Living in Korea is now affordable, and pleasant enough for me. Prices have gone down on many items (I remember seeing the same Daewoo mini-stereo my mom bought for 179.99$ in Canada on sale for 375000 won at a large electronics franchise store, and that's when the exchange rate was roughly 700 won for one US dollar). Don't get me talking about the selection of coffee, food, and beer. I could go on for hours about this.

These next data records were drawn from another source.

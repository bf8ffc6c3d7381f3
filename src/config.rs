//! Runtime configuration
//!
//! Read from the environment, optionally seeded from a `.env` file in the
//! working directory. Every setting has a usable default; missing keys for the
//! external services simply disable them.

use std::env;
use std::path::PathBuf;

use tracing::{info, warn};

pub const DEFAULT_GEMINI_MODEL: &str = "gemini-2.0-flash";

#[derive(Debug, Clone, PartialEq)]
pub struct Config {
    pub database_path: PathBuf,
    pub upload_dir: PathBuf,
    pub gemini_api_key: Option<String>,
    pub gemini_model: String,
    /// Send recent chat turns along with each symptom question
    pub context_awareness: bool,
    pub google_maps_api_key: Option<String>,
    pub sender_email: Option<String>,
}

impl Config {
    /// Load `.env` (if present) and then the process environment
    pub fn load() -> Self {
        match dotenvy::dotenv() {
            Ok(path) => info!("Loaded environment from {}", path.display()),
            Err(e) if e.not_found() => {}
            Err(e) => warn!("Failed to read .env file: {e}"),
        }
        Self::from_lookup(|key| env::var(key).ok())
    }

    /// Build from an arbitrary key lookup
    pub fn from_lookup<F>(lookup: F) -> Self
    where
        F: Fn(&str) -> Option<String>,
    {
        let get = |key: &str| lookup(key).map(|v| v.trim().to_string()).filter(|v| !v.is_empty());

        let database_path = get("BLOOM_DATABASE_PATH")
            .map(PathBuf::from)
            .unwrap_or_else(|| data_dir().join("bloom.db"));

        let upload_dir = get("BLOOM_UPLOAD_DIR")
            .map(PathBuf::from)
            .unwrap_or_else(|| data_dir().join("uploads"));

        let gemini_api_key = get("GEMINI_API_KEY");
        if gemini_api_key.is_none() {
            warn!("GEMINI_API_KEY not set, symptom chat will reply with a configuration notice");
        }

        let gemini_model = get("GEMINI_MODEL").unwrap_or_else(|| DEFAULT_GEMINI_MODEL.to_string());

        let context_awareness = match get("CONTEXT_AWARENESS") {
            None => false,
            Some(raw) => parse_flag(&raw).unwrap_or_else(|| {
                warn!("Invalid CONTEXT_AWARENESS value '{raw}', using false");
                false
            }),
        };
        info!(
            "Context awareness is {}",
            if context_awareness { "enabled" } else { "disabled" }
        );

        let google_maps_api_key = get("GOOGLE_MAPS_API_KEY");
        if google_maps_api_key.is_none() {
            info!("GOOGLE_MAPS_API_KEY not set, using the offline hospital directory");
        }

        Self {
            database_path,
            upload_dir,
            gemini_api_key,
            gemini_model,
            context_awareness,
            google_maps_api_key,
            sender_email: get("SENDER_EMAIL"),
        }
    }
}

fn parse_flag(raw: &str) -> Option<bool> {
    match raw.to_lowercase().as_str() {
        "true" | "1" | "yes" | "on" => Some(true),
        "false" | "0" | "no" | "off" => Some(false),
        _ => None,
    }
}

/// `data/` next to the project root when running from `target/{debug,release}`,
/// otherwise next to the executable
pub fn data_dir() -> PathBuf {
    let mut path = env::current_exe()
        .ok()
        .and_then(|p| p.parent().map(|p| p.to_path_buf()))
        .unwrap_or_else(|| PathBuf::from("."));

    if path.ends_with("release") || path.ends_with("debug") {
        if let Some(root) = path.parent().and_then(|p| p.parent()) {
            path = root.to_path_buf();
        }
    }

    path.push("data");
    path
}

#[cfg(test)]
mod tests {
    use std::collections::HashMap;

    use super::*;

    fn config_from(pairs: &[(&str, &str)]) -> Config {
        let map: HashMap<String, String> = pairs
            .iter()
            .map(|(k, v)| (k.to_string(), v.to_string()))
            .collect();
        Config::from_lookup(|key| map.get(key).cloned())
    }

    #[test]
    fn test_defaults() {
        let config = config_from(&[]);
        assert!(config.database_path.ends_with("data/bloom.db"));
        assert!(config.upload_dir.ends_with("data/uploads"));
        assert_eq!(config.gemini_model, DEFAULT_GEMINI_MODEL);
        assert!(!config.context_awareness);
        assert_eq!(config.gemini_api_key, None);
        assert_eq!(config.google_maps_api_key, None);
    }

    #[test]
    fn test_overrides() {
        let config = config_from(&[
            ("BLOOM_DATABASE_PATH", "/tmp/b.db"),
            ("GEMINI_API_KEY", "key"),
            ("GEMINI_MODEL", "gemini-pro"),
            ("CONTEXT_AWARENESS", "TRUE"),
            ("SENDER_EMAIL", "clinic@example.com"),
        ]);
        assert_eq!(config.database_path, PathBuf::from("/tmp/b.db"));
        assert_eq!(config.gemini_api_key.as_deref(), Some("key"));
        assert_eq!(config.gemini_model, "gemini-pro");
        assert!(config.context_awareness);
        assert_eq!(config.sender_email.as_deref(), Some("clinic@example.com"));
    }

    #[test]
    fn test_blank_and_invalid_values_fall_back() {
        let config = config_from(&[("GEMINI_API_KEY", "  "), ("CONTEXT_AWARENESS", "maybe")]);
        assert_eq!(config.gemini_api_key, None);
        assert!(!config.context_awareness);
    }
}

For what I've seen, housing provided by hagwons is also a lot better. At my first hagwon provided 'appartment' (actually what used to be, and still looked like, two former adjacent yogwan rooms turned), I could hear the rats scurrying behind the walls when it began to rain. It was so poorly insulated (patching up the big hole in the bathroom wall or the missing window in the boiler room didn't help), that I was convinced Korean winters were cold...and I'm a Maritimer!
My friend had it worse. He worked for a hagwon that was located in a former bus depot. His appartment was two storage lockers where the wall in between knocked out. He had access to a toilet, but he had to walk 20 minutes downtown to go to the YMCA if he wanted to shower.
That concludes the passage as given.